International cross-disciplinary collaboration is regarded as essential to investigate physical causes of blast injury, to characterize the vulnerability of anatomical systems and their functions to blasts, and to develop the means to prevent, mitigate, and treat blast injuries. Countermeasures may include personal protective equipment; weapons and vehicle systems engineered for safety; tactics, techniques, and procedures (TTPs) for injury prevention; and medical interventions tailored to the specific needs of blast injuries.

This International Forum on Blast Injury Countermeasures started as a Technical Information Exchange Forum between Japan and the United States, which brought together broad knowledge and expertise, and to share national experiences and evidence-based approaches for blast injuries. The previous three Japan-U.S. Technical Information Exchange Forum on Blast Injury (JUFBI) were held in June 2016, April 2017, and May 2018 in Tokyo. At the end of JUFBI 2018, the planning committee decided to change the name to International Forum on Blast Injury Countermeasures to reflect the expanding participation by additional nations such as Australia, Canada, Germany, South Korea, and the United Kingdom.

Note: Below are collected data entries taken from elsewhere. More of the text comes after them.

impl UpstreamClient {
    pub fn new(
        credential_id: Option<i64>,
        provider_id: Option<i64>,
        creds: XtreamCredentials,
        api: Arc<dyn XtreamApi>,
    ) -> Self {
        Self {
            credential_id,
            provider_id,
            creds,
            api,
            disk: None,
            ttl: DEFAULT_CATALOG_TTL,
            auth_timeout: AUTH_TIMEOUT,
            cache: RwLock::new(None),
            refresh_lock: Mutex::new(()),
        }
    }

    pub fn with_ttl(mut self, ttl: Duration) -> Self {
        self.ttl = ttl;
        self
    }

    pub fn with_auth_timeout(mut self, timeout: Duration) -> Self {
        self.auth_timeout = timeout;
        self
    }

    /// Attach a disk cache and seed memory from it when the snapshot is fresh
    pub async fn with_disk_cache(mut self, disk: CatalogDiskCache) -> Self {
        if let Some(id) = self.credential_id {
            if let Some(snapshot) = disk.load(id, self.ttl).await {
                debug!(
                    credential_id = id,
                    channels = snapshot.channels.len(),
                    "Loaded catalog snapshot from disk"
                );
                self.cache = RwLock::new(Some(snapshot));
            }
        }
        self.disk = Some(disk);
        self
    }

    pub fn credential_id(&self) -> Option<i64> {
        self.credential_id
    }

    pub fn provider_id(&self) -> Option<i64> {
        self.provider_id
    }

    /// Label for logs, never containing secrets
    fn label(&self) -> String {
        match self.credential_id {
            Some(id) => format!("credential {}", id),
            None => "default credential".to_string(),
        }
    }

    // ========================================================================
    // Authentication
    // ========================================================================

    /// Authenticate against the panel
    ///
    /// Fails with `AppError::Auth` on rejected credentials and on timeout.
    pub async fn authenticate(&self) -> Result<AccountStatus> {
        let auth = match tokio::time::timeout(self.auth_timeout, self.api.get_auth()).await {
            Ok(Ok(auth)) => auth,
            Ok(Err(e)) => return Err(AppError::Auth(e.to_string())),
            Err(_) => {
                return Err(AppError::Auth(format!(
                    "Authentication timed out after {}s",
                    self.auth_timeout.as_secs()
                )))
            }
        };

        let info = auth.user_info;
        Ok(AccountStatus {
            status: info.status.clone().unwrap_or_else(|| "unknown".to_string()),
            is_active: info.is_active(),
            expires_at: info.exp_timestamp(),
            max_connections: info.max_connections_i32(),
            active_connections: info.active_connections_i32(),
            is_trial: info.is_trial_account(),
            username: mask(&self.creds.username),
        })
    }

    /// One authentication round trip interpreted as a boolean. Never fails.
    pub async fn is_healthy(&self) -> bool {
        match self.authenticate().await {
            Ok(status) => status.is_active,
            Err(e) => {
                debug!("Health check failed for {}: {}", self.label(), e);
                false
            }
        }
    }

    // ========================================================================
    // Catalog
    // ========================================================================

    pub async fn get_categories(&self) -> Result<Vec<CatalogCategory>> {
        Ok(self.catalog().await?.categories)
    }

    /// Live channels, optionally restricted to one category
    pub async fn get_channels(&self, category_id: Option<&str>) -> Result<Vec<CatalogChannel>> {
        let snapshot = self.catalog().await?;
        Ok(match category_id {
            Some(cat) => snapshot
                .channels
                .into_iter()
                .filter(|c| c.in_category(cat))
                .collect(),
            None => snapshot.channels,
        })
    }

    /// Whether this credential's catalog carries the stream; failures read as no
    pub async fn has_stream(&self, stream_id: &str) -> bool {
        match self.catalog().await {
            Ok(snapshot) => snapshot.channels.iter().any(|c| c.stream_id == stream_id),
            Err(_) => false,
        }
    }

    /// Timestamp of the cached snapshot, if any
    pub async fn cache_timestamp(&self) -> Option<i64> {
        self.cache.read().await.as_ref().map(|s| s.timestamp)
    }

    /// Drop the in-memory snapshot so the next read refetches
    pub async fn invalidate(&self) {
        *self.cache.write().await = None;
    }

    /// Cached snapshot when fresh, otherwise refresh (stale on failure)
    async fn catalog(&self) -> Result<CachedCatalog> {
        let now = chrono::Utc::now().timestamp_millis();
        let ttl_ms = self.ttl.as_millis() as i64;

        if let Some(snapshot) = self.cache.read().await.as_ref() {
            if snapshot.is_fresh(now, ttl_ms) {
                return Ok(snapshot.clone());
            }
        }

        let _guard = self.refresh_lock.lock().await;

        // Another task may have refreshed while we waited
        if let Some(snapshot) = self.cache.read().await.as_ref() {
            if snapshot.is_fresh(chrono::Utc::now().timestamp_millis(), ttl_ms) {
                return Ok(snapshot.clone());
            }
        }

        match self.fetch_catalog().await {
            Ok(snapshot) => {
                self.store_snapshot(&snapshot).await;
                Ok(snapshot)
            }
            Err(e) => {
                metrics::UPSTREAM_REFRESHES.with_label_values(&["error"]).inc();
                if let Some(stale) = self.cache.read().await.as_ref() {
                    warn!(
                        "Catalog refresh failed for {}, serving stale cache: {}",
                        self.label(),
                        e
                    );
                    return Ok(stale.clone());
                }
                warn!("Catalog refresh failed for {} with no cache: {}", self.label(), e);
                Err(AppError::UpstreamUnavailable(e.to_string()))
            }
        }
    }

    /// Force a refresh regardless of TTL. A failure is returned as-is; the
    /// cached catalog is left in place for reads.
    pub async fn refresh(&self) -> Result<CachedCatalog> {
        let _guard = self.refresh_lock.lock().await;
        match self.fetch_catalog().await {
            Ok(snapshot) => {
                self.store_snapshot(&snapshot).await;
                Ok(snapshot)
            }
            Err(e) => {
                metrics::UPSTREAM_REFRESHES.with_label_values(&["error"]).inc();
                Err(AppError::UpstreamUnavailable(e.to_string()))
            }
        }
    }

    async fn fetch_catalog(&self) -> std::result::Result<CachedCatalog, crate::services::xtream::XtreamError> {
        let categories = self.api.get_live_categories().await?;
        let streams = self.api.get_live_streams().await?;

        // get_live_streams omits category names
        let names: HashMap<&str, &str> = categories
            .iter()
            .map(|c| (c.category_id.as_str(), c.category_name.as_str()))
            .collect();

        let channels: Vec<CatalogChannel> = streams
            .iter()
            .map(|s| CatalogChannel {
                stream_id: s.stream_id.clone(),
                name: s.name.trim().to_string(),
                logo: s.stream_icon.clone().filter(|l| !l.is_empty()),
                category_id: s.category_id.clone(),
                category_name: s
                    .category_id
                    .as_deref()
                    .and_then(|id| names.get(id))
                    .map(|n| n.to_string()),
                epg_channel_id: s.epg_channel_id.clone().filter(|e| !e.is_empty()),
                channel_id: None,
                provider_id: self.provider_id,
                credential_id: self.credential_id,
            })
            .collect();

        let categories = categories
            .into_iter()
            .map(|c| CatalogCategory {
                id: c.category_id,
                name: c.category_name,
            })
            .collect();

        Ok(CachedCatalog {
            categories,
            channels,
            timestamp: chrono::Utc::now().timestamp_millis(),
        })
    }

    async fn store_snapshot(&self, snapshot: &CachedCatalog) {
        metrics::UPSTREAM_REFRESHES.with_label_values(&["ok"]).inc();
        info!(
            "Catalog refreshed for {}: {} categories, {} channels",
            self.label(),
            snapshot.categories.len(),
            snapshot.channels.len()
        );

        *self.cache.write().await = Some(snapshot.clone());

        if let (Some(disk), Some(id)) = (&self.disk, self.credential_id) {
            if let Err(e) = disk.save(id, snapshot).await {
                warn!("Failed to persist catalog snapshot for credential {}: {}", id, e);
            }
        }
    }

    // ========================================================================
    // EPG
    // ========================================================================

    pub async fn get_short_epg(&self, stream_id: &str, limit: Option<u32>) -> Result<XtreamEpgListings> {
        Ok(self.api.get_short_epg(stream_id, limit).await?)
    }

    pub async fn get_full_epg(&self, stream_id: &str) -> Result<XtreamEpgListings> {
        Ok(self.api.get_simple_data_table(stream_id).await?)
    }

    // ========================================================================
    // URL builders (no network)
    // ========================================================================

    pub fn get_stream_url(&self, stream_id: &str, extension: &str) -> String {
        self.creds.stream_url(stream_id, extension)
    }

    pub fn get_hls_stream_url(&self, stream_id: &str) -> String {
        self.creds.hls_url(stream_id)
    }

    pub fn get_m3u_url(&self) -> String {
        self.creds.m3u_url()
    }

    pub fn get_xmltv_url(&self) -> String {
        self.creds.xmltv_url()
    }
}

These meetings have been very productive, involving active and fruitful discussions and exchange of creative ideas on a broad spectrum of blast injuries; identifying critical issues involving experimental and computational studies of blast-induced injuries; and creating new partnerships on joint research explorations to address the many scientific and technical challenges facing the field.

Building upon these successful meetings, the next International Forum on Blast Injury Countermeasures (IFBIC) 2019 will be held from Wednesday, May 8 – Friday, May 10, 2019 in McLean, VA, USA.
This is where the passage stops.